Дверь отворилась, и Кактус, щурясь из-под зеленого козырька, поздоровался с ним так буднично, словно они виделись несколько дней назад.
— Дэвид, у твоей машины откидывается верх?
— У меня нет ни своей машины, ни такси: шофер не захотел подождать.
— Должно быть, наслушался всех этих сплетен, которые распространяют фашистские газетенки. Подонки и меня достали: три залпа по окнам… Входи же. Я соскучился по тебе. Почему не позвонил мне, старина?
— Твой номер не значится в телефонной книге, Кактус.
— Наверное, по недосмотру.
Они поболтали несколько минут о том о сем у Кактуса на кухне. Для специалиста-фотографа и этого времени оказалось достаточно, чтобы он понял: Уэбб спешит! Старик провел Дэвида к себе в студию, разместил под лампой три паспорта Уэбба, внимательно Их рассмотрел и попросил клиента сесть напротив объектива камеры.
— Сделаем пепельные волосы, но не такие светлые, какие они у тебя были после Парижа: пепельный цвет меняется в зависимости от освещения. Снимки на паспортах будут выглядеть по-разному, хотя и сохранят определенное сходство изображенных на них лиц… Не касайся бровей, я сам ими займусь.
— А как быть с глазами? — спросил Дэвид.
— Времени, чтобы изготовить такие же фантастические линзы, какие тебе делали раньше, у нас нет, так что обойдемся без них. Вот обычные очки с подцвеченными призмами в нужных местах. У тебя будут голубые, карие или черные испанские глаза, — короче, какие пожелаешь.
— Я беру все три пары, — решил Уэбб.
— Они дорогие, Дэвид, и платить надо наличными.
— У меня есть деньги.
— Не сори ими.
— Теперь очередь за волосами. Кто нам поможет?
— Это по нашей же улице. Моя приятельница, — у нее был свой парфюмерный магазин, пока полиция не проверила верхние комнаты, — великолепно работает! Пошли, я провожу тебя.
Через час Уэбб встал из-под фена в маленькой, хорошо освещенной квадратной комнате и, смотрясь в большое зеркало, ознакомился с результатами. Хозяйка этого необычного салона красоты, маленькая черная леди с абсолютно седыми волосами и оценивающим взглядом, стояла рядом.
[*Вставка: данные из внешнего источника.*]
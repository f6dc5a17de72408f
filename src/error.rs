//! Error types for the monitoring daemon
//!
//! # Error Recovery Strategies
//!
//! ## Transient Errors (Retry Next Cycle)
//!
//! - **`Serial`** / **`Io`**: port or socket hiccup. Pollers absorb these into
//!   their channel liveness state and reconnect on the next cycle; they never
//!   unwind across a thread boundary.
//!
//! ## Protocol Errors (Log and Continue)
//!
//! - **`Protocol`**: a frame failed validation (bad length byte, short reply,
//!   malformed catalogue line). The offending sample is discarded and the
//!   producing channel keeps running.
//! - **`Json`**: a diagnostic file could not be serialized. The write is
//!   skipped; the binary telemetry path is unaffected.
//!
//! ## Configuration Errors (Fix and Restart)
//!
//! - **`Config`**: configuration file missing or invalid.
//! - **`UnknownDevice`**: camera driver name not recognized.
//!
//! ## Fatal Errors
//!
//! - **`Camera`**: the camera driver reported a failure the pipeline cannot
//!   retry in place; the camera supervisor disconnects and reconnects.
//! - **`ThreadPanic`**: a worker thread panicked; the owning component must be
//!   restarted.

use thiserror::Error;

#[derive(Error, Debug)]
pub enum Error {
    #[error("Serial port error: {0}")]
    Serial(#[from] serialport::Error),

    #[error("I/O error: {0}")]
    Io(#[from] std::io::Error),

    #[error("JSON error: {0}")]
    Json(#[from] serde_json::Error),

    #[error("Protocol error: {0}")]
    Protocol(String),

    #[error("Camera error: {0}")]
    Camera(String),

    #[error("Unknown camera driver: {0}")]
    UnknownDevice(String),

    #[error("Config error: {0}")]
    Config(String),

    #[error("Thread panic")]
    ThreadPanic,

    #[error("{0}")]
    Other(String),
}

pub type Result<T> = std::result::Result<T, Error>;
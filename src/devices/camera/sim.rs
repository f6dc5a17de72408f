//! Deterministic simulated camera.
//!
//! Backs driverless deployments and the pipeline tests. The synthetic sky
//! has a flat background whose level scales linearly with exposure time, so
//! the adaptive-exposure controller behaves exactly as it would against a
//! real sensor approaching its target counts.

use super::driver::{CameraDriver, Roi, SensorGeometry, ShutterMode};
use crate::error::{Error, Result};
use std::time::Instant;

const SIM_WIDTH: u32 = 1024;
const SIM_HEIGHT: u32 = 1024;
/// Background accumulation rate, ADU per second of exposure.
const SKY_RATE: f64 = 8000.0;

pub struct SimCamera {
    connected: bool,
    cooler_on: bool,
    setpoint: i32,
    temperature: f64,
    exposure_s: f64,
    exposing_since: Option<Instant>,
    shutter: ShutterMode,
    preamp_index: i32,
}

impl SimCamera {
    pub fn new() -> Self {
        Self {
            connected: false,
            cooler_on: false,
            setpoint: 0,
            temperature: 20.0,
            exposure_s: 1.0,
            exposing_since: None,
            shutter: ShutterMode::Auto,
            preamp_index: 0,
        }
    }

    fn ensure_connected(&self) -> Result<()> {
        if self.connected {
            Ok(())
        } else {
            Err(Error::Camera("not connected".to_string()))
        }
    }
}

impl Default for SimCamera {
    fn default() -> Self {
        Self::new()
    }
}

impl CameraDriver for SimCamera {
    fn connect(&mut self) -> Result<()> {
        self.connected = true;
        Ok(())
    }

    fn disconnect(&mut self) {
        self.connected = false;
        self.exposing_since = None;
    }

    fn is_connected(&self) -> bool {
        self.connected
    }

    fn geometry(&self) -> SensorGeometry {
        SensorGeometry {
            width: SIM_WIDTH,
            height: SIM_HEIGHT,
        }
    }

    fn set_cooler(&mut self, on: bool, setpoint_c: i32) -> Result<()> {
        self.ensure_connected()?;
        self.cooler_on = on;
        self.setpoint = setpoint_c;
        Ok(())
    }

    fn sensor_temperature(&mut self) -> Result<f64> {
        self.ensure_connected()?;
        if self.cooler_on {
            // approach the set point by half the remaining gap per read
            self.temperature += (self.setpoint as f64 - self.temperature) * 0.5;
        }
        Ok(self.temperature)
    }

    fn cooler_setpoint(&self) -> i32 {
        self.setpoint
    }

    fn set_shutter(&mut self, mode: ShutterMode) -> Result<()> {
        self.ensure_connected()?;
        self.shutter = mode;
        Ok(())
    }

    fn set_exposure(&mut self, seconds: f64) -> Result<()> {
        self.ensure_connected()?;
        if seconds <= 0.0 {
            return Err(Error::Camera(format!("exposure {}", seconds)));
        }
        self.exposure_s = seconds;
        Ok(())
    }

    fn start_exposure(&mut self) -> Result<()> {
        self.ensure_connected()?;
        self.exposing_since = Some(Instant::now());
        Ok(())
    }

    fn abort_exposure(&mut self) -> Result<()> {
        self.ensure_connected()?;
        self.exposing_since = None;
        Ok(())
    }

    fn set_roi(&mut self, _roi: Roi) -> Result<()> {
        self.ensure_connected()
    }

    fn set_adc_channel(&mut self, _channel: i32) -> Result<()> {
        self.ensure_connected()
    }

    fn set_read_port(&mut self, _port: i32) -> Result<()> {
        self.ensure_connected()
    }

    fn set_read_rate(&mut self, _index: i32) -> Result<()> {
        self.ensure_connected()
    }

    fn set_preamp_gain(&mut self, index: i32) -> Result<()> {
        self.ensure_connected()?;
        self.preamp_index = index;
        Ok(())
    }

    fn set_vshift_rate(&mut self, _index: i32) -> Result<()> {
        self.ensure_connected()
    }

    fn set_em_gain(&mut self, _gain: i32) -> Result<()> {
        self.ensure_connected()
    }

    fn preamp_gain(&self) -> f32 {
        self.preamp_index as f32
    }

    fn image_ready(&mut self) -> Result<bool> {
        self.ensure_connected()?;
        // exposures complete after at most 50 ms of wall time so the
        // supervisor and the tests never wait for a real sky
        Ok(self
            .exposing_since
            .map(|t| t.elapsed().as_secs_f64() >= self.exposure_s.min(0.05))
            .unwrap_or(false))
    }

    fn read_image(&mut self) -> Result<Vec<u16>> {
        self.ensure_connected()?;
        if self.exposing_since.take().is_none() {
            return Err(Error::Camera("no exposure in progress".to_string()));
        }
        let level = if self.shutter == ShutterMode::AlwaysShut {
            0 // dark frame
        } else {
            (SKY_RATE * self.exposure_s).min(65_535.0) as u16
        };
        Ok(vec![level; (SIM_WIDTH * SIM_HEIGHT) as usize])
    }
}

#[cfg(test)]
mod tests {
    use super::*;

    #[test]
    fn operations_require_connection() {
        let mut cam = SimCamera::new();
        assert!(cam.set_exposure(2.0).is_err());
        cam.connect().unwrap();
        assert!(cam.set_exposure(2.0).is_ok());
    }

    #[test]
    fn background_scales_with_exposure() {
        let mut cam = SimCamera::new();
        cam.connect().unwrap();
        cam.set_exposure(2.0).unwrap();
        cam.start_exposure().unwrap();
        std::thread::sleep(std::time::Duration::from_millis(80));
        assert!(cam.image_ready().unwrap());
        let img = cam.read_image().unwrap();
        assert_eq!(img.len(), (SIM_WIDTH * SIM_HEIGHT) as usize);
        assert_eq!(img[0], 16_000);
    }

    #[test]
    fn cooler_converges_toward_setpoint() {
        let mut cam = SimCamera::new();
        cam.connect().unwrap();
        cam.set_cooler(true, -20).unwrap();
        let mut t = 100.0;
        for _ in 0..20 {
            t = cam.sensor_temperature().unwrap();
        }
        assert!((t - -20.0).abs() < 1.0);
    }
}
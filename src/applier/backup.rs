//! Scoped file snapshots and atomic writes
//!
//! A `FileBackup` is taken before a file is edited. It must be settled with
//! `commit` or `restore`; if it is dropped unsettled the original content
//! is put back.

use crate::errors::{FixError, Result};
use std::fs;
use std::path::{Path, PathBuf};
use uuid::Uuid;

/// Snapshot of one file for one edit attempt
#[derive(Debug)]
pub struct FileBackup {
    target: PathBuf,
    backup: PathBuf,
    armed: bool,
}

impl FileBackup {
    /// Copy `target` to a sibling `<name>.<uuid>.backup`
    pub fn create(target: &Path) -> Result<Self> {
        let name = target
            .file_name()
            .ok_or_else(|| FixError::Backup(format!("Not a file: {}", target.display())))?
            .to_string_lossy()
            .into_owned();

        let backup = target.with_file_name(format!("{}.{}.backup", name, Uuid::new_v4().simple()));

        fs::copy(target, &backup).map_err(|e| {
            FixError::Backup(format!("Failed to snapshot {}: {}", target.display(), e))
        })?;

        tracing::debug!(target = %target.display(), backup = %backup.display(), "Snapshot taken");

        Ok(Self {
            target: target.to_path_buf(),
            backup,
            armed: true,
        })
    }

    /// Snapshot location
    pub fn path(&self) -> &Path {
        &self.backup
    }

    /// Put the snapshot back and remove it
    pub fn restore(mut self) -> Result<()> {
        self.armed = false;
        self.restore_inner()
    }

    /// Accept the edit. The snapshot is kept (and its path returned) or
    /// removed, depending on `keep`.
    pub fn commit(mut self, keep: bool) -> Result<Option<PathBuf>> {
        self.armed = false;
        if keep {
            return Ok(Some(self.backup.clone()));
        }

        fs::remove_file(&self.backup).map_err(|e| {
            FixError::Backup(format!("Failed to discard {}: {}", self.backup.display(), e))
        })?;
        Ok(None)
    }

    fn restore_inner(&self) -> Result<()> {
        let original = fs::read(&self.backup).map_err(|e| {
            FixError::Backup(format!("Failed to read {}: {}", self.backup.display(), e))
        })?;
        write_atomic(&self.target, &original)?;
        fs::remove_file(&self.backup)?;

        tracing::debug!(target = %self.target.display(), "Snapshot restored");
        Ok(())
    }
}

impl Drop for FileBackup {
    fn drop(&mut self) {
        if self.armed {
            self.armed = false;
            if let Err(e) = self.restore_inner() {
                tracing::error!(
                    target = %self.target.display(),
                    backup = %self.backup.display(),
                    error = %e,
                    "Failed to restore snapshot"
                );
            }
        }
    }
}

/// Replace `path` with `contents` via a sibling temp file and rename, so
/// readers never observe a partial write
pub fn write_atomic(path: &Path, contents: &[u8]) -> Result<()> {
    let name = path
        .file_name()
        .ok_or_else(|| FixError::Generic(format!("Not a file: {}", path.display())))?
        .to_string_lossy()
        .into_owned();
    let tmp = path.with_file_name(format!(".{}.{}.tmp", name, Uuid::new_v4().simple()));

    let result = (|| -> Result<()> {
        fs::write(&tmp, contents)?;
        if let Ok(metadata) = fs::metadata(path) {
            fs::set_permissions(&tmp, metadata.permissions())?;
        }
        fs::rename(&tmp, path)?;
        Ok(())
    })();

    if result.is_err() {
        let _ = fs::remove_file(&tmp);
    }
    result
}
— Это вы и не вы, — произнесла она, кивнула и принялась покачивать головой из стороны в сторону. — Великолепная работа, должна вам сказать!
Безусловно, подумал Дэвид, рассматривая себя в зеркале. Его темные волосы не только стали намного светлее, но и подчеркивали цвет лица. Кроме того, они казались более тонкими, ухоженными и одновременно такими обычными, — растрепанными ветром, говоря рекламным стилем. Человек, на которого он смотрел, был в одно и то же время и им самим и кем-то еще, очень на него похожим, но все-таки другим.
— Согласен с вами, — сказал Уэбб мастерице. — Действительно хорошо. Сколько я вам должен?